While Beijing was still celebrating a successful Olympic hosting in a fresh and crisp September, an economic storm was creeping nearer.

After the bankruptcy of Lehman, Merrill Lynch sold itself to Bank of America. AIG (American International Group) was nationalized by the Federal Reserve. Morgan Stanley and Goldman Sachs abandoned their investment bank status and became bank holding companies. Overnight, five independent investment banks in Wall Street disappeared.

In its report on September 17, the Chinese International Capital Corporation commented that the collapse of the five meant the end of an era. Meanwhile, Jin Yanshi, Chief economist at Guojin Securities, remarked that a real crisis had yet to come.

On the night of September 18, the Ministry of Finance announced to abolish the stamp tax on buying shares. Later, the rumor that Central Huijin would buy shares in three state-owned banks was officially confirmed.

Then, on the night of October 8, the central bank cut interest rates and reserve requirement again, just several hours before the Fed. Central banks in Europe and Japan consecutively made similar announcements.

Not Like 1998
Since September, the National Development and Reform Commission (NDRC) had been urging local government to submit investment plans. "Railway and power grid should be the focus," said a source close to the Commission.

However, it would be unrealistic to launch investments as massive as those done in 1998, an NDRC official told the EO. He estimated the surplus revenue this year at RMB 1 trillion, and suggested that if just 5% of that could be allocated for investment it be "pretty good".

Officials who had experienced the last round of expansive fiscal policies were especially prudent. "We can't repeat what we did in 1998. At that time, we made huge investment in fixed assets to guarantee GDP growth. The result is that though GDP and exports grew, consumption continued to shrink," said Liu Shangxi, deputy director of the MOF's research institute.

That year, the MOF issued RMB 100 billion of long-term treasury bonds for construction projects.

Official date showed that by the end of 2000, altogether 6,620 government-invested projects were launched, and the total investment amount in fixed assets had reached RMB 1.5 trillion.

Purportedly, between 1998 and 2000, China had a weekly investment of USD 2 billion mainly in highways, railways, airports and grain stock houses.

Liu suggested to invest more in projects closely related to people's livelihoods, such as housing and rural hospitals.
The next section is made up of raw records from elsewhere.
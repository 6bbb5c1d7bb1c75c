//! Block watcher: wires the pipeline together and feeds it chain-head updates.

use std::sync::{Arc, Mutex, PoisonError};

use tokio::sync::broadcast;
use tokio::task::JoinHandle;
use tracing::{debug, info, warn};

use crate::block_processor::BlockProcessor;
use crate::config::WatcherConfig;
use crate::error::WatcherError;
use crate::event_processor::EventProcessor;
use crate::job::{JobPayload, QUEUE_BLOCK_PROCESSING, QUEUE_EVENT_PROCESSING};
use crate::pruner::ChainPruner;
use crate::queue::JobQueue;
use crate::runner::{BlockJobCompletion, BlockJobRunner, EventJobCompletion, EventJobRunner};
use crate::store::Store;
use crate::types::{BlockHeader, BlockProgress, Contract, SyncPointer};
use crate::upstream::{ChainSource, EventCache, Indexer};

const COMPLETION_CHANNEL_CAPACITY: usize = 1024;

/// The assembled pipeline: queue, processors, pruner and chain-head ingestion.
///
/// The store and queue are constructed once and shared by reference with
/// every component; nothing is held in globals.
pub struct Watcher {
    config: WatcherConfig,
    store: Arc<dyn Store>,
    upstream: Arc<dyn ChainSource>,
    indexer: Arc<dyn Indexer>,
    queue: JobQueue,
    completions: broadcast::Sender<BlockProgress>,
    subscription: Mutex<Option<JoinHandle<()>>>,
}

impl Watcher {
    pub fn new(
        config: WatcherConfig,
        store: Arc<dyn Store>,
        upstream: Arc<dyn ChainSource>,
        indexer: Arc<dyn Indexer>,
    ) -> Result<Self, WatcherError> {
        config.validate()?;
        let queue = JobQueue::new(config.queue.clone());
        let cache = Arc::new(EventCache::new());
        let (completions, _) = broadcast::channel(COMPLETION_CHANNEL_CAPACITY);

        let block_processor = BlockProcessor::new(
            config.clone(),
            store.clone(),
            upstream.clone(),
            indexer.clone(),
            cache.clone(),
        );
        let pruner = ChainPruner::new(store.clone(), config.max_reorg_depth);
        queue.subscribe(
            QUEUE_BLOCK_PROCESSING,
            Arc::new(BlockJobRunner::new(block_processor, pruner)),
        );
        queue.on_complete(QUEUE_BLOCK_PROCESSING, Arc::new(BlockJobCompletion));

        let event_processor = EventProcessor::new(config.clone(), store.clone(), indexer.clone(), cache);
        queue.subscribe(
            QUEUE_EVENT_PROCESSING,
            Arc::new(EventJobRunner::new(event_processor, indexer.clone())),
        );
        queue.on_complete(
            QUEUE_EVENT_PROCESSING,
            Arc::new(EventJobCompletion::new(
                store.clone(),
                upstream.clone(),
                config.max_reorg_depth,
                completions.clone(),
            )),
        );

        Ok(Self {
            config,
            store,
            upstream,
            indexer,
            queue,
            completions,
            subscription: Mutex::new(None),
        })
    }

    pub fn queue(&self) -> &JobQueue {
        &self.queue
    }

    pub fn store(&self) -> &Arc<dyn Store> {
        &self.store
    }

    /// Receive every block as it becomes fully indexed.
    pub fn subscribe_completions(&self) -> broadcast::Receiver<BlockProgress> {
        self.completions.subscribe()
    }

    /// Start workers, resume interrupted work and follow the chain head.
    pub async fn start(&self) -> Result<(), WatcherError> {
        self.queue.start();

        if self.store.sync_status().await?.is_none() {
            self.cold_start().await?;
        } else {
            self.resume().await?;
        }

        let mut blocks = self.upstream.subscribe_blocks().await?;
        let store = self.store.clone();
        let queue = self.queue.clone();
        let handle = tokio::spawn(async move {
            while let Some(header) = blocks.recv().await {
                if let Err(e) = ingest_block(store.as_ref(), &queue, &header).await {
                    warn!(block_number = header.number, block_hash = %header.hash, error = %e, "failed to ingest block");
                }
            }
            info!("chain head subscription closed");
        });
        if let Some(previous) = self
            .subscription
            .lock()
            .unwrap_or_else(PoisonError::into_inner)
            .replace(handle)
        {
            previous.abort();
        }
        info!(max_reorg_depth = self.config.max_reorg_depth, "watcher started");
        Ok(())
    }

    /// Stop following the chain head and drain the queue workers.
    pub async fn stop(&self) {
        let handle = self
            .subscription
            .lock()
            .unwrap_or_else(PoisonError::into_inner)
            .take();
        if let Some(handle) = handle {
            handle.abort();
        }
        self.queue.stop().await;
        info!("watcher stopped");
    }

    /// Handle one chain-head notification.
    pub async fn on_new_block(&self, header: &BlockHeader) -> Result<(), WatcherError> {
        ingest_block(self.store.as_ref(), &self.queue, header).await
    }

    /// Re-enqueue work that was in flight when the process last stopped.
    ///
    /// Pushes an event job for every incomplete, unpruned block and, if it
    /// is not stored yet, index jobs for the height after the latest indexed
    /// block. Returns the number of jobs pushed.
    pub async fn resume(&self) -> Result<usize, WatcherError> {
        let mut pushed = 0;
        for block in self.store.incomplete_blocks().await? {
            let payload = JobPayload::Events {
                block_hash: block.block_hash.clone(),
            };
            if self.queue.push_unique(QUEUE_EVENT_PROCESSING, payload, 0)?.is_some() {
                pushed += 1;
            }
        }

        if let Some(status) = self.store.sync_status().await? {
            let next = status.latest_indexed.number + 1;
            if status.chain_head.number >= next && self.store.blocks_at_height(next, false).await?.is_empty() {
                for block in self.upstream.blocks_by_number(next).await? {
                    if self
                        .queue
                        .push_unique(QUEUE_BLOCK_PROCESSING, JobPayload::index(&block), 0)?
                        .is_some()
                    {
                        pushed += 1;
                    }
                }
            }
            info!(latest_indexed = %status.latest_indexed, pushed, "resumed");
        }
        Ok(pushed)
    }

    /// Poll upstream for the start block until it exists, then seed the
    /// sync status and the queue from it.
    async fn cold_start(&self) -> Result<(), WatcherError> {
        let start = self.config.start_block.unwrap_or(0);
        let blocks = self.wait_for_blocks(start).await?;
        let Some(first) = blocks.first() else {
            return Ok(());
        };
        self.store.init_sync_status(&first.pointer()).await?;
        for block in &blocks {
            self.queue
                .push_unique(QUEUE_BLOCK_PROCESSING, JobPayload::index(block), 0)?;
        }
        info!(block_number = start, "cold start");
        Ok(())
    }

    /// Poll `blocks_by_number(number)` with a fixed wait until it returns a block.
    pub async fn wait_for_blocks(&self, number: u64) -> Result<Vec<BlockHeader>, WatcherError> {
        loop {
            match self.upstream.blocks_by_number(number).await {
                Ok(blocks) if !blocks.is_empty() => return Ok(blocks),
                Ok(_) => debug!(block_number = number, "block not yet available upstream"),
                Err(WatcherError::UpstreamUnavailable(reason)) => {
                    debug!(block_number = number, reason = %reason, "upstream unavailable")
                }
                Err(e) => return Err(e),
            }
            tokio::time::sleep(self.config.poll_interval()).await;
        }
    }

    /// Watch `contract` from now on, here and in every process sharing the queue.
    pub async fn watch_contract(&self, contract: Contract) -> Result<(), WatcherError> {
        self.indexer.cache_contract(&contract).await?;
        self.queue
            .push_job(QUEUE_EVENT_PROCESSING, JobPayload::Contract(contract), 0)?;
        Ok(())
    }
}

/// Advance the chain head to `header` and enqueue it for indexing.
async fn ingest_block(store: &dyn Store, queue: &JobQueue, header: &BlockHeader) -> Result<(), WatcherError> {
    let pointer = header.pointer();
    if store.sync_status().await?.is_none() {
        store.init_sync_status(&pointer).await?;
    } else {
        store
            .advance_sync_status(SyncPointer::ChainHead, &pointer, false)
            .await?;
    }
    debug!(block_number = header.number, block_hash = %header.hash, "new block");
    queue.push_unique(QUEUE_BLOCK_PROCESSING, JobPayload::index(header), 0)?;
    Ok(())
}
//! chainwatch-storage — SQL backends for the chainwatch [`Store`] trait.
//!
//! | Backend | Feature | Use case |
//! |---------|---------|----------|
//! | [`sqlite::SqliteStore`] | `sqlite` (default) | single-process deployments, tests |
//! | [`postgres::PostgresStore`] | `postgres` | shared production databases |
//!
//! Both backends answer ancestor and frothy-region queries with a single
//! recursive CTE instead of one round-trip per parent hop.
//!
//! [`Store`]: chainwatch_core::Store

#[cfg(feature = "sqlite")]
pub mod sqlite;

#[cfg(feature = "postgres")]
pub mod postgres;

#[cfg(any(feature = "sqlite", feature = "postgres"))]
use chainwatch_core::SyncPointer;

/// Column prefix of a sync status pointer (`{prefix}_block_hash`, `{prefix}_block_number`).
#[cfg(any(feature = "sqlite", feature = "postgres"))]
pub(crate) fn pointer_column(pointer: SyncPointer) -> &'static str {
    match pointer {
        SyncPointer::ChainHead => "chain_head",
        SyncPointer::LatestIndexed => "latest_indexed",
        SyncPointer::LatestCanonical => "latest_canonical",
    }
}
Consumption could only be stimulated when people's welfare was guaranteed, he said.

Standard Charter's senior economist Stephen Green agreed that China would not follow in the steps of 1998. This time, he said, China might have to invest more to achieve the same effect as in 1998, because investment in education, health and social securities, which took up a big portion in its total investment, drew little traction with private capital.